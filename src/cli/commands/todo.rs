use crate::cli::api_client::ApiClient;
use crate::cli::error::CliResult;
use crate::cli::utils::{apply_table_style, format_done, truncate_with_ellipsis};
use crate::db::schema::{validate_content, validate_id};
use crate::db::utils::format_timestamp;
use crate::db::{Todo, filter_todos_by_content};
use serde::{Deserialize, Serialize};
use tabled::{Table, Tabled};

/// Page size used by `todo list` when none is given.
pub const FEED_PAGE_SIZE: u32 = 2;

#[derive(Debug, Serialize)]
pub(crate) struct ContentRequest<'a> {
    pub(crate) content: &'a str,
}

#[derive(Debug, Deserialize)]
struct TodoEnvelope {
    todo: Todo,
}

#[derive(Debug, Deserialize)]
pub(crate) struct TodoListResponse {
    pub(crate) total: usize,
    pub(crate) pages: usize,
    pub(crate) todos: Vec<Todo>,
}

#[derive(Tabled)]
pub(crate) struct TodoDisplay {
    #[tabled(rename = "ID")]
    pub(crate) id: String,
    #[tabled(rename = "Done")]
    pub(crate) done: String,
    #[tabled(rename = "Content")]
    pub(crate) content: String,
    #[tabled(rename = "Date")]
    pub(crate) date: String,
}

impl From<&Todo> for TodoDisplay {
    fn from(todo: &Todo) -> Self {
        Self {
            id: todo.id.to_string(),
            done: format_done(todo.done).to_string(),
            content: truncate_with_ellipsis(&todo.content, 50),
            date: format_timestamp(todo.date),
        }
    }
}

/// Options for `todo list`
#[derive(Debug, Default)]
pub struct ListTodosFilter<'a> {
    pub page: Option<u32>,
    pub limit: Option<u32>,
    pub search: Option<&'a str>,
}

/// Fetch one page of the feed, optionally narrowed by content
pub async fn list_todos(
    api_client: &ApiClient,
    filter: ListTodosFilter<'_>,
    format: &str,
) -> CliResult<String> {
    let page = filter.page.unwrap_or(1);
    let limit = filter.limit.unwrap_or(FEED_PAGE_SIZE);

    let response = api_client
        .get("/api/todos")
        .query(&[("page", page), ("limit", limit)])
        .send()
        .await?;

    let mut result: TodoListResponse = ApiClient::handle_response(response).await?;

    if let Some(search) = filter.search {
        result.todos = filter_todos_by_content(search, result.todos);
    }

    match format {
        "json" => Ok(serde_json::to_string_pretty(&result.todos)?),
        _ => Ok(format!(
            "{}\nPage {} of {} ({} total)",
            format_table(&result.todos),
            page,
            result.pages,
            result.total
        )),
    }
}

pub(crate) fn format_table(todos: &[Todo]) -> String {
    if todos.is_empty() {
        return "No todos found.".to_string();
    }

    let display_todos: Vec<TodoDisplay> = todos.iter().map(|t| t.into()).collect();
    let mut table = Table::new(display_todos);
    apply_table_style(&mut table);
    table.to_string()
}

/// Create a todo
///
/// Empty content is rejected before any request is sent.
pub async fn create_todo(api_client: &ApiClient, content: &str) -> CliResult<String> {
    let content = validate_content(content)?;

    let response = api_client
        .post("/api/todos")
        .json(&ContentRequest { content })
        .send()
        .await?;

    let created: TodoEnvelope = ApiClient::handle_response(response).await?;
    Ok(format!(
        "✓ Created todo: {} ({})",
        created.todo.content, created.todo.id
    ))
}

/// Flip the done flag of a todo
pub async fn toggle_todo(api_client: &ApiClient, id: &str) -> CliResult<String> {
    let id = validate_id(id)?;

    let response = api_client
        .put(&format!("/api/todos/{}/toggle-done", id))
        .send()
        .await?;

    let toggled: TodoEnvelope = ApiClient::handle_response(response).await?;
    let state = if toggled.todo.done { "done" } else { "not done" };
    Ok(format!("✓ Todo {} marked as {}", toggled.todo.id, state))
}

/// Replace the content of a todo
pub async fn update_todo(api_client: &ApiClient, id: &str, content: &str) -> CliResult<String> {
    let id = validate_id(id)?;
    let content = validate_content(content)?;

    let response = api_client
        .patch(&format!("/api/todos/{}", id))
        .json(&ContentRequest { content })
        .send()
        .await?;

    let updated: TodoEnvelope = ApiClient::handle_response(response).await?;
    Ok(format!(
        "✓ Updated todo: {} ({})",
        updated.todo.content, updated.todo.id
    ))
}

/// Delete a todo
pub async fn delete_todo(api_client: &ApiClient, id: &str) -> CliResult<String> {
    let id = validate_id(id)?;

    let response = api_client
        .delete(&format!("/api/todos/{}", id))
        .send()
        .await?;

    // 204 carries no body, so handle_response does not apply
    ApiClient::handle_empty_response(response).await?;
    Ok(format!("✓ Deleted todo: {}", id))
}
----------------
Without any alteration, retype all of the material above.

filename src/cli/commands/todo.rs
use crate::cli::api_client::ApiClient;
use crate::cli::error::CliResult;
use crate::cli::utils::{apply_table_style, format_done, truncate_with_ellipsis};
use crate::db::schema::{validate_content, validate_id};
use crate::db::utils::format_timestamp;
use crate::db::{Todo, filter_todos_by_content};
use serde::{Deserialize, Serialize};
use tabled::{Table, Tabled};

/// Page size used by `todo list` when none is given.
pub const FEED_PAGE_SIZE: u32 = 2;

#[derive(Debug, Serialize)]
pub(crate) struct ContentRequest<'a> {
    pub(crate) content: &'a str,
}

#[derive(Debug, Deserialize)]
struct TodoEnvelope {
    todo: Todo,
}

#[derive(Debug, Deserialize)]
pub(crate) struct TodoListResponse {
    pub(crate) total: usize,
    pub(crate) pages: usize,
    pub(crate) todos: Vec<Todo>,
}

#[derive(Tabled)]
pub(crate) struct TodoDisplay {
    #[tabled(rename = "ID")]
    pub(crate) id: String,
    #[tabled(rename = "Done")]
    pub(crate) done: String,
    #[tabled(rename = "Content")]
    pub(crate) content: String,
    #[tabled(rename = "Date")]
    pub(crate) date: String,
}

impl From<&Todo> for TodoDisplay {
    fn from(todo: &Todo) -> Self {
        Self {
            id: todo.id.to_string(),
            done: format_done(todo.done).to_string(),
            content: truncate_with_ellipsis(&todo.content, 50),
            date: format_timestamp(todo.date),
        }
    }
}

/// Options for `todo list`
#[derive(Debug, Default)]
pub struct ListTodosFilter<'a> {
    pub page: Option<u32>,
    pub limit: Option<u32>,
    pub search: Option<&'a str>,
}

/// Fetch one page of the feed, optionally narrowed by content
pub async fn list_todos(
    api_client: &ApiClient,
    filter: ListTodosFilter<'_>,
    format: &str,
) -> CliResult<String> {
    let page = filter.page.unwrap_or(1);
    let limit = filter.limit.unwrap_or(FEED_PAGE_SIZE);

    let response = api_client
        .get("/api/todos")
        .query(&[("page", page), ("limit", limit)])
        .send()
        .await?;

    let mut result: TodoListResponse = ApiClient::handle_response(response).await?;

    if let Some(search) = filter.search {
        result.todos = filter_todos_by_content(search, result.todos);
    }

    match format {
        "json" => Ok(serde_json::to_string_pretty(&result.todos)?),
        _ => Ok(format!(
            "{}\nPage {} of {} ({} total)",
            format_table(&result.todos),
            page,
            result.pages,
            result.total
        )),
    }
}

pub(crate) fn format_table(todos: &[Todo]) -> String {
    if todos.is_empty() {
        return "No todos found.".to_string();
    }

    let display_todos: Vec<TodoDisplay> = todos.iter().map(|t| t.into()).collect();
    let mut table = Table::new(display_todos);
    apply_table_style(&mut table);
    table.to_string()
}

/// Create a todo
///
/// Empty content is rejected before any request is sent.
pub async fn create_todo(api_client: &ApiClient, content: &str) -> CliResult<String> {
    let content = validate_content(content)?;

    let response = api_client
        .post("/api/todos")
        .json(&ContentRequest { content })
        .send()
        .await?;

    let created: TodoEnvelope = ApiClient::handle_response(response).await?;
    Ok(format!(
        "✓ Created todo: {} ({})",
        created.todo.content, created.todo.id
    ))
}

/// Flip the done flag of a todo
pub async fn toggle_todo(api_client: &ApiClient, id: &str) -> CliResult<String> {
    let id = validate_id(id)?;

    let response = api_client
        .put(&format!("/api/todos/{}/toggle-done", id))
        .send()
        .await?;

    let toggled: TodoEnvelope = ApiClient::handle_response(response).await?;
    let state = if toggled.todo.done { "done" } else { "not done" };
    Ok(format!("✓ Todo {} marked as {}", toggled.todo.id, state))
}

/// Replace the content of a todo
pub async fn update_todo(api_client: &ApiClient, id: &str, content: &str) -> CliResult<String> {
    let id = validate_id(id)?;
    let content = validate_content(content)?;

    let response = api_client
        .patch(&format!("/api/todos/{}", id))
        .json(&ContentRequest { content })
        .send()
        .await?;

    let updated: TodoEnvelope = ApiClient::handle_response(response).await?;
    Ok(format!(
        "✓ Updated todo: {} ({})",
        updated.todo.content, updated.todo.id
    ))
}

/// Delete a todo
pub async fn delete_todo(api_client: &ApiClient, id: &str) -> CliResult<String> {
    let id = validate_id(id)?;

    let response = api_client
        .delete(&format!("/api/todos/{}", id))
        .send()
        .await?;

    // 204 carries no body, so handle_response does not apply
    ApiClient::handle_empty_response(response).await?;
    Ok(format!("✓ Deleted todo: {}", id))
}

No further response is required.